Cette petite fille si gâtée montoit sur les fauteuils, se rouloit à terre, alloit partout sans guide, gâtoit les meubles, déchiroit ses vêtemens, brisoit tous ses joujoux, et jamais on ne la grondoit.
[Illustration: Angelina.]
[Illustration: Louisa.]
Un jour elle prit un couteau pour aller dans le jardin couper une branche d'arbre, le pied lui glissa, et elle se blessa grièvement à la cuisse. La gouvernante que sa mère avoit mise auprès d'elle n'étoit point écoutée; lorsqu'elle lui faisoit des représentations, l'enfant mutin répondoit: «Il faut bien que je m'amuse; maman veut que je fasse de l'exercice.»
Il arriva plusieurs aventures fâcheuses à l'indocile Angelina. Un jour elle voulut attraper un petit poisson rouge; s'étant penchée sur le bord du bassin, elle tomba dans l'eau. Le jardinier de la maison, qui heureusement se trouvoit de ce côté, la retint par ses jupons, et lui sauva la vie, mais elle fut sérieusement malade.

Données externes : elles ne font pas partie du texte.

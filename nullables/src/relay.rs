//! Nullable relay — record outbound objects without sending them.

use std::sync::Mutex;

use ctgossip_relay::Relay;
use ctgossip_types::GossipObject;

/// A relay that records every broadcast and owner push for assertions.
/// Thread-safe for use with tokio's multi-threaded runtime.
#[derive(Debug, Default)]
pub struct RecordingRelay {
    broadcasts: Mutex<Vec<GossipObject>>,
    owner_pushes: Mutex<Vec<GossipObject>>,
}

impl RecordingRelay {
    pub fn new() -> Self {
        Self::default()
    }

    /// All objects "broadcast" to peers, in order.
    pub fn broadcasts(&self) -> Vec<GossipObject> {
        self.broadcasts.lock().unwrap().clone()
    }

    /// All objects "pushed" to the owner, in order.
    pub fn owner_pushes(&self) -> Vec<GossipObject> {
        self.owner_pushes.lock().unwrap().clone()
    }

    pub fn broadcast_count(&self) -> usize {
        self.broadcasts.lock().unwrap().len()
    }

    /// Clear all recorded traffic.
    pub fn reset(&self) {
        self.broadcasts.lock().unwrap().clear();
        self.owner_pushes.lock().unwrap().clear();
    }
}

impl Relay for RecordingRelay {
    fn broadcast(&self, obj: &GossipObject) {
        self.broadcasts.lock().unwrap().push(obj.clone());
    }

    fn send_to_owner(&self, obj: &GossipObject) {
        self.owner_pushes.lock().unwrap().push(obj.clone());
    }
}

Il falloit plus d'un exemple pour corriger un enfant qui n'agissoit qu'à sa tête. Il prit fantaisie à Angelina de faire griller des escargots. Elle prit furtivement un réchaud de braise, et l'ayant allumé dans un coin, en soufflant avec sa bouche un charbon tomba sur sa robe; en moins d'une minute elle eut les jambes, les cuisses, les bras, et même le visage, entièrement brûlés: elle fut plus d'un mois à guérir, et souffrit des douleurs inexprimables; encore fut-elle tout à fait défigurée. Angelina étoit déjà grande qu'elle ne savoit encore rien: sa mère craignoit de la fatiguer. Aussi quand elle voulut lui donner des maîtres, la petite, incapable d'application, s'ennuya à mourir; elle ne prit goût à rien; et au bout de plusieurs années, après avoir fait dépenser beaucoup d'argent à son père et à sa mère, Angelina n'eut qu'une légère teinture des arts qu'on avoit cherché à lui faire apprendre.
Madame de Vertingen avoit commencé d'abord par lui donner un maître de musique et un maître de danse. Angelina, qui étoit vive et gaie, dansoit avec plaisir; mais son maître de musique étoit souvent renvoyé, sous prétexte d'un mal de tête, d'une colique, ou de quelqu'autre indisposition. Si sa mère exigeoit qu'elle prît sa leçon, Angelina prenoit de l'humeur; elle se mettoit au piano de mauvaise grâce, bâilloit, faisoit des fautes sans nombre, et finissoit par lasser la patience du maître le plus complaisant.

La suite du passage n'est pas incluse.